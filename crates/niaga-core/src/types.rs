//! # Domain Types
//!
//! Core domain types used throughout Niaga.
//!
//! ## Type Hierarchy
//! ```text
//! ┌─────────────────────────────────────────────────────────────────────────┐
//! │                         Domain Types                                    │
//! │                                                                         │
//! │  ┌─────────────────┐   ┌─────────────────┐   ┌─────────────────┐       │
//! │  │    Product      │   │      Sale       │   │    SaleItem     │       │
//! │  │  ─────────────  │   │  ─────────────  │   │  ─────────────  │       │
//! │  │  id (INTEGER)   │   │  id (internal)  │   │  sale_id (FK)   │       │
//! │  │  name           │   │  uuid (public)  │   │  product_id(FK) │       │
//! │  │  price          │   │  invoice_number │   │  qty            │       │
//! │  └─────────────────┘   │  total_price    │   │  price_at_purch.│       │
//! │                        │  user_id?       │   │  subtotal       │       │
//! │                        │  customer_*?    │   └─────────────────┘       │
//! │                        └─────────────────┘                              │
//! │                                                                         │
//! │  Read models: SaleSummary (list), SaleDetail (single, with items)      │
//! └─────────────────────────────────────────────────────────────────────────┘
//! ```
//!
//! ## Dual-Key Identity Pattern
//! A sale has:
//! - `id`: sequential INTEGER key, only used for relations, never serialized
//! - `uuid`: opaque external identifier handed to clients

use chrono::{DateTime, Utc};
use serde::{Deserialize, Serialize};
use ts_rs::TS;

use crate::context::Role;
use crate::money::Money;

// =============================================================================
// Product
// =============================================================================

/// A catalog product, as far as the sale subsystem cares about it.
#[derive(Debug, Clone, Serialize, Deserialize, TS)]
#[cfg_attr(feature = "sqlx", derive(sqlx::FromRow))]
#[ts(export)]
pub struct Product {
    pub id: i64,
    pub uuid: String,
    pub name: String,
    /// Short description, e.g. "1kg" or "Botol 500ml".
    pub description: Option<String>,
    /// Current unit price in the smallest currency unit.
    pub price: i64,
    #[ts(as = "String")]
    pub created_at: DateTime<Utc>,
    #[ts(as = "String")]
    pub updated_at: DateTime<Utc>,
}

impl Product {
    /// Returns the current catalog price as Money.
    #[inline]
    pub fn price(&self) -> Money {
        Money::from_minor(self.price)
    }
}

// =============================================================================
// User
// =============================================================================

/// An account known to the authentication collaborator.
///
/// Only the display/contact fields are stored here; credentials live elsewhere.
#[derive(Debug, Clone, Serialize, Deserialize, TS)]
#[cfg_attr(feature = "sqlx", derive(sqlx::FromRow))]
#[ts(export)]
pub struct User {
    pub id: i64,
    pub name: String,
    pub email: String,
    pub role: Role,
    pub address: Option<String>,
    pub phone: Option<String>,
}

// =============================================================================
// Sale Status
// =============================================================================

/// The status of a sale.
///
/// There is no payment gateway, so every sale starts out pending.
#[derive(Debug, Clone, Copy, PartialEq, Eq, Default, Serialize, Deserialize, TS)]
#[cfg_attr(feature = "sqlx", derive(sqlx::Type))]
#[cfg_attr(feature = "sqlx", sqlx(rename_all = "lowercase"))]
#[ts(export)]
#[serde(rename_all = "snake_case")]
pub enum SaleStatus {
    #[default]
    Pending,
    Completed,
}

// =============================================================================
// Manual Invoice Details
// =============================================================================

/// Customer fields an admin fills in on a manual invoice.
#[derive(Debug, Clone, PartialEq, Eq, Serialize, Deserialize, TS)]
#[ts(export)]
pub struct ManualInvoiceDetails {
    pub customer_name: String,
    pub customer_address: Option<String>,
    pub customer_phone: Option<String>,
    pub description: Option<String>,
}

// =============================================================================
// Sale
// =============================================================================

/// A committed sale header.
#[derive(Debug, Clone, Serialize, Deserialize, TS)]
#[cfg_attr(feature = "sqlx", derive(sqlx::FromRow))]
#[ts(export)]
pub struct Sale {
    /// Internal sequential key.
    #[serde(skip)]
    pub id: i64,
    /// External identifier.
    pub uuid: String,
    pub invoice_number: String,
    #[ts(as = "String")]
    pub transaction_date: DateTime<Utc>,
    #[ts(as = "String")]
    pub due_date: DateTime<Utc>,
    pub total_price: i64,
    pub status: SaleStatus,
    /// Owning user; the admin-creator for manual invoices. `None` for a pure
    /// manual invoice with no linked account.
    pub user_id: Option<i64>,
    pub customer_name: Option<String>,
    pub customer_address: Option<String>,
    pub customer_phone: Option<String>,
    pub description: Option<String>,
    #[ts(as = "String")]
    pub created_at: DateTime<Utc>,
}

impl Sale {
    /// Returns the total as Money.
    #[inline]
    pub fn total(&self) -> Money {
        Money::from_minor(self.total_price)
    }

    /// Returns the manual invoice payload, if this sale carries one.
    pub fn manual_details(&self) -> Option<ManualInvoiceDetails> {
        self.customer_name
            .as_ref()
            .map(|name| ManualInvoiceDetails {
                customer_name: name.clone(),
                customer_address: self.customer_address.clone(),
                customer_phone: self.customer_phone.clone(),
                description: self.description.clone(),
            })
    }
}

// =============================================================================
// Sale Item
// =============================================================================

/// A line item in a sale.
/// Uses snapshot pattern to freeze the unit price at time of sale.
#[derive(Debug, Clone, Serialize, Deserialize, TS)]
#[cfg_attr(feature = "sqlx", derive(sqlx::FromRow))]
#[ts(export)]
pub struct SaleItem {
    pub id: i64,
    pub sale_id: i64,
    pub product_id: i64,
    pub qty: i64,
    /// Unit price at time of sale (frozen).
    pub price_at_purchase: i64,
    /// qty × price_at_purchase.
    pub subtotal: i64,
    #[ts(as = "String")]
    pub created_at: DateTime<Utc>,
}

// =============================================================================
// Read Models
// =============================================================================

/// One row of the sales list.
///
/// Owner fields are only filled in for admin listings.
#[derive(Debug, Clone, Serialize, Deserialize, TS)]
#[cfg_attr(feature = "sqlx", derive(sqlx::FromRow))]
#[ts(export)]
pub struct SaleSummary {
    pub uuid: String,
    pub invoice_number: String,
    #[ts(as = "String")]
    pub transaction_date: DateTime<Utc>,
    pub total_price: i64,
    pub status: SaleStatus,
    pub owner_name: Option<String>,
    pub owner_email: Option<String>,
}

/// A line item joined with the product it was derived from.
#[derive(Debug, Clone, Serialize, Deserialize, TS)]
#[cfg_attr(feature = "sqlx", derive(sqlx::FromRow))]
#[ts(export)]
pub struct SaleItemDetail {
    pub product_id: i64,
    pub product_name: String,
    pub product_description: Option<String>,
    pub qty: i64,
    pub price_at_purchase: i64,
    pub subtotal: i64,
}

/// Contact fields of the owning user, shown on the invoice.
#[derive(Debug, Clone, Serialize, Deserialize, TS)]
#[cfg_attr(feature = "sqlx", derive(sqlx::FromRow))]
#[ts(export)]
pub struct OwnerContact {
    pub name: String,
    pub email: String,
    pub address: Option<String>,
    pub phone: Option<String>,
}

/// A full sale as rendered on the invoice page.
#[derive(Debug, Clone, Serialize, Deserialize, TS)]
#[ts(export)]
pub struct SaleDetail {
    #[serde(flatten)]
    pub sale: Sale,
    pub owner: Option<OwnerContact>,
    pub items: Vec<SaleItemDetail>,
}

impl SaleDetail {
    /// Σ subtotals; equals `sale.total_price` for every committed sale.
    pub fn items_total(&self) -> i64 {
        self.items.iter().map(|i| i.subtotal).sum()
    }
}

// =============================================================================
// Unit Tests
// =============================================================================

#[cfg(test)]
mod tests {
    use super::*;

    fn sample_sale() -> Sale {
        let now = Utc::now();
        Sale {
            id: 1,
            uuid: "3b1f0c52-6f3e-4d6c-9d6a-0e7f2d0b9a11".to_string(),
            invoice_number: "INV/0125/0042".to_string(),
            transaction_date: now,
            due_date: now,
            total_price: 100_000,
            status: SaleStatus::Pending,
            user_id: Some(7),
            customer_name: None,
            customer_address: None,
            customer_phone: None,
            description: None,
            created_at: now,
        }
    }

    #[test]
    fn test_sale_status_default() {
        assert_eq!(SaleStatus::default(), SaleStatus::Pending);
        assert_eq!(
            serde_json::to_string(&SaleStatus::Completed).unwrap(),
            "\"completed\""
        );
    }

    #[test]
    fn test_manual_details() {
        let mut sale = sample_sale();
        assert!(sale.manual_details().is_none());

        sale.customer_name = Some("Budi".to_string());
        sale.customer_phone = Some("0812".to_string());
        let details = sale.manual_details().unwrap();
        assert_eq!(details.customer_name, "Budi");
        assert_eq!(details.customer_phone.as_deref(), Some("0812"));
    }

    #[test]
    fn test_internal_key_not_serialized() {
        let json = serde_json::to_value(sample_sale()).unwrap();
        assert!(json.get("id").is_none());
        assert_eq!(json["uuid"], "3b1f0c52-6f3e-4d6c-9d6a-0e7f2d0b9a11");
        assert_eq!(json["total_price"], 100_000);
    }
}
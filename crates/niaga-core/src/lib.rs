//! # niaga-core: Pure Business Logic for Niaga Sales
//!
//! This crate is the **heart** of the sale transaction subsystem. It contains
//! every rule that decides what a sale looks like before it is written, as
//! pure functions with zero I/O dependencies.
//!
//! ## Architecture Position
//! ```text
//! ┌─────────────────────────────────────────────────────────────────────────┐
//! │                        Niaga Architecture                               │
//! │                                                                         │
//! │  ┌─────────────────────────────────────────────────────────────────┐   │
//! │  │                    Storefront / Admin portal                    │   │
//! │  │        Cart ──► Checkout        Manual invoice form             │   │
//! │  └─────────────────────────────┬───────────────────────────────────┘   │
//! │                                │ HTTP (apps/api)                        │
//! │  ┌─────────────────────────────▼───────────────────────────────────┐   │
//! │  │               ★ niaga-core (THIS CRATE) ★                       │   │
//! │  │                                                                 │   │
//! │  │   ┌───────────┐  ┌───────────┐  ┌───────────┐  ┌───────────┐  │   │
//! │  │   │  pricing  │  │  invoice  │  │   dates   │  │  access   │  │   │
//! │  │   │ LineItem  │  │ INV/MMYY  │  │  due +7d  │  │ admin or  │  │   │
//! │  │   │ SaleDraft │  │ numbering │  │ overrides │  │  owner    │  │   │
//! │  │   └───────────┘  └───────────┘  └───────────┘  └───────────┘  │   │
//! │  │                                                                 │   │
//! │  │   NO I/O • NO DATABASE • NO NETWORK • PURE FUNCTIONS           │   │
//! │  └─────────────────────────────────────────────────────────────────┘   │
//! │                                │                                        │
//! │  ┌─────────────────────────────▼───────────────────────────────────┐   │
//! │  │                    niaga-db (Database Layer)                    │   │
//! │  │        SQLite queries, migrations, sale unit of work            │   │
//! │  └─────────────────────────────────────────────────────────────────┘   │
//! └─────────────────────────────────────────────────────────────────────────┘
//! ```
//!
//! ## Modules
//!
//! - [`types`] - Domain types (Product, Sale, SaleItem, read models)
//! - [`money`] - Money type with integer arithmetic (no floating point!)
//! - [`context`] - Caller identity (`RequestContext`, `Role`)
//! - [`pricing`] - Line item specs, price resolution, `SaleDraft`
//! - [`invoice`] - Invoice number generation
//! - [`dates`] - Transaction/due date resolution
//! - [`access`] - Read/write authorization rules
//! - [`validation`] - Input validation
//! - [`error`] - Domain error types
//!
//! ## Example Usage
//!
//! ```rust
//! use niaga_core::money::Money;
//! use niaga_core::pricing::{price_line, LineItemSpec};
//!
//! // Catalog price 50.000, quantity 2
//! let spec = LineItemSpec::catalog(1, 2);
//! let line = price_line(&spec, Money::from_minor(50_000)).unwrap();
//!
//! assert_eq!(line.price_at_purchase, 50_000);
//! assert_eq!(line.subtotal, 100_000);
//! ```

// =============================================================================
// Module Declarations
// =============================================================================

pub mod access;
pub mod context;
pub mod dates;
pub mod error;
pub mod invoice;
pub mod money;
pub mod pricing;
pub mod types;
pub mod validation;

// =============================================================================
// Re-exports for Convenience
// =============================================================================

pub use context::{RequestContext, Role};
pub use error::{CoreError, CoreResult, ValidationError};
pub use money::Money;
pub use pricing::{LineItemSpec, PricedLine, SaleDraft};
pub use types::*;

// =============================================================================
// Crate-Level Constants
// =============================================================================

/// Days between the transaction date and the default payment deadline.
pub const DEFAULT_DUE_DAYS: i64 = 7;

/// Longest invoice number an admin may supply.
pub const MAX_INVOICE_NUMBER_LEN: usize = 100;

/// Longest free-text header field (customer name, address, phone).
pub const MAX_HEADER_FIELD_LEN: usize = 255;

/// Longest manual invoice description.
pub const MAX_DESCRIPTION_LEN: usize = 2000;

____

### What you have to do
Find the lines of the material that contain the word "usize" and report only how many there are.

### Answer to this problem
3